Insurance 101

Know your options before you buy

Published online: Sep 09, 2017 Roy Sparks

When it comes to buying anything—including a new or used houseboat—the advice is always the same: “Research, research and shop around.” This sage advice could not be more valuable when it comes to marine insurance. Whether you’ve made the decision to invest a huge sum of money in a recreational tool or living quarters, you need to protect that investment as best you can. While the subject of marine insurance can appear complex, if an accident ever does occur, knowing exactly what type of coverage you’ve paid for will become crucial.

There are hundreds of choices to be made when insuring your vessel; with a little research and preparation, you can easily make the right ones. However, signing up for the cheapest or easiest policy isn’t always the best way to go. 


The first step in your search for answers is to find the experienced and knowledgeable marine insurance agent. With such a huge variety in policy coverage out there, it’s important to enlist the help of an agent who knows something about the houseboat industry. There are two basic forms of coverage: Agreed Value and Actual Cash Value.

There are two items to consider when speaking about Agreed Value and Actual Cash Value. The first is how the policy pays in the event of a total loss. The Agreed Value policy simply pays the amount the boat was insured for. The Actual Cash Value will determine the value of the houseboat at the time of loss. The real issue with Actual Cash Value policies and a total loss is if the boat was insured for $40,000 8 years ago, on an Actual Cash Value policy the boat’s value might be $25,000. If you are insured on an Actual Cash Value policy, you need to make sure you have the boat valued correctly each year.
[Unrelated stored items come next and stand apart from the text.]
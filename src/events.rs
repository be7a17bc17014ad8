//! Eventos do ciclo de vida da carga

use async_trait::async_trait;
use std::sync::{Arc, Mutex};
use crate::error::Result;
use crate::traits::EventEmitter;
use crate::types::{PipelineEvent, PipelineState};
use tracing::{debug, error, info};

/// EventEmitter que registra os eventos no log
#[derive(Debug, Clone, Default)]
pub struct LoggingEventEmitter;

impl LoggingEventEmitter {
    pub fn new() -> Self {
        Self
    }
}

#[async_trait]
impl EventEmitter for LoggingEventEmitter {
    async fn emit(&self, event: PipelineEvent) -> Result<()> {
        match event {
            PipelineEvent::Started { pipeline_id, source, .. } => {
                info!(pipeline_id = %pipeline_id, arquivo = %source, "Carga iniciada");
            }
            PipelineEvent::StateChanged {
                pipeline_id,
                old_state,
                new_state,
                ..
            } => {
                debug!(
                    pipeline_id = %pipeline_id,
                    old_state = %old_state,
                    new_state = %new_state,
                    "Estado da carga alterado"
                );
            }
            PipelineEvent::Progress { pipeline_id, rows_inserted, .. } => {
                info!(pipeline_id = %pipeline_id, rows_inserted, "Linhas inseridas na transação");
            }
            PipelineEvent::Error { pipeline_id, line, error, .. } => {
                error!(
                    pipeline_id = %pipeline_id,
                    linha = ?line,
                    error = %error,
                    "Erro na carga"
                );
            }
            PipelineEvent::Completed { pipeline_id, result, .. } => {
                info!(
                    pipeline_id = %pipeline_id,
                    lines_read = result.lines_read,
                    rows_inserted = result.rows_inserted,
                    invalid_documents = result.invalid_documents,
                    fields_nulled = result.fields_nulled,
                    execution_time_ms = result.execution_time_ms,
                    "Carga concluída"
                );
            }
        }

        Ok(())
    }
}

/// EventEmitter que armazena eventos em memória para testes
#[derive(Debug, Clone, Default)]
pub struct InMemoryEventEmitter {
    events: Arc<Mutex<Vec<PipelineEvent>>>,
}

impl InMemoryEventEmitter {
    pub fn new() -> Self {
        Self::default()
    }

    /// Retorna todos os eventos capturados
    pub fn get_events(&self) -> Vec<PipelineEvent> {
        self.events.lock().map(|e| e.clone()).unwrap_or_default()
    }

    /// Sequência de estados percorrida pela carga
    pub fn states(&self) -> Vec<PipelineState> {
        self.get_events()
            .into_iter()
            .filter_map(|event| match event {
                PipelineEvent::StateChanged { new_state, .. } => Some(new_state),
                _ => None,
            })
            .collect()
    }

    pub fn event_count(&self) -> usize {
        self.events.lock().map(|e| e.len()).unwrap_or(0)
    }
}

#[async_trait]
impl EventEmitter for InMemoryEventEmitter {
    async fn emit(&self, event: PipelineEvent) -> Result<()> {
        if let Ok(mut events) = self.events.lock() {
            events.push(event);
        }
        Ok(())
    }
}

#[cfg(test)]
mod tests {
    use super::*;
    use std::time::SystemTime;

    #[tokio::test]
    async fn test_logging_event_emitter() {
        let emitter = LoggingEventEmitter::new();

        let event = PipelineEvent::Error {
            pipeline_id: "carga-teste".to_string(),
            line: Some(3),
            error: "boom".to_string(),
            timestamp: SystemTime::now(),
        };

        assert!(emitter.emit(event).await.is_ok());
    }

    #[tokio::test]
    async fn test_in_memory_event_emitter_states() {
        let emitter = InMemoryEventEmitter::new();

        emitter
            .emit(PipelineEvent::Started {
                pipeline_id: "carga-teste".to_string(),
                source: "base.txt".to_string(),
                timestamp: SystemTime::now(),
            })
            .await
            .unwrap();
        emitter
            .emit(PipelineEvent::StateChanged {
                pipeline_id: "carga-teste".to_string(),
                old_state: PipelineState::Idle,
                new_state: PipelineState::TransactionOpen,
                timestamp: SystemTime::now(),
            })
            .await
            .unwrap();

        assert_eq!(emitter.event_count(), 2);
        assert_eq!(emitter.states(), vec![PipelineState::TransactionOpen]);
    }
}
The second is how the policy responds in the event of a partial loss. With Actual Cash Value, the policies are always subject to depreciation. Labor is not depreciated but the materials are. So if you have a four-year-old stern drive and hit a submerged object, with Actual Cash Value, you could be looking at ten percent depreciation on the replacement cost of the stern drive or part. With Agreed Value, the stern drive will be replaced new for old with no depreciation. It is important to point out here that this would be specific per insurance company and their policy terms and conditions. Boat insurance policies are different from company to company. Some companies will provide replacement cost coverage for that stern drive for ten years; others would be five or even two years.

Others still may tell you that this loss is not covered. That's right! Some policies specifically exclude losses to machinery, props, shafts and engines unless the loss is caused by a named peril such as stranding, burning, sinking or collision with another watercraft. A grounding may not necessarily be interpreted as a stranding.

Marine insurance policies contain coverage mainly for hull and machinery physical damage, liability coverage, personal effects and medical coverage.

Hull and machinery coverage is for damage repair resulting from any accident (so long as it's not intentional) and the liability coverage is to pay for all expenses that you become legally responsible for as a result of your operation or ownership of the insured vessel. In some cases, liability coverage follows you around from boat to boat, just so long as you are the one operating it.

Generally speaking, personal watercrafts are not considered boats and hence your liability coverage is not following you around when you run them.

Watercraft Liability insurance, or Protection and Indemnity coverage (again depending on what you buy), is always included in the main package of coverage but you have to select the limits best for you. This will depend on a variety of factors that are usually personal and these should be discussed in detail with your marine agent in the first call that you have together.

Everybody wants to know how much it's going to cost to insure a boat; it depends on a variety of factors and options, the main one being the value of the hull. As hull value increases, so do insurance costs. The next is going to be the location. Mooring in a hurricane-prone area will require a larger premium—geographical risks substantially impact premium. A higher deductible drops the premium, and a lay-up period during the winter drops it some more. There are other variables that affect the premium such as your claims history, your experience and the age and make of your boat. Some insurance companies like BoatU.S. offer discounts to captains who have completed safety courses. See sidebar for details.

By taking time to understand the details and obtain the appropriate policy, you’ll have far more peace of mind to concentrate on what really matters: having fun.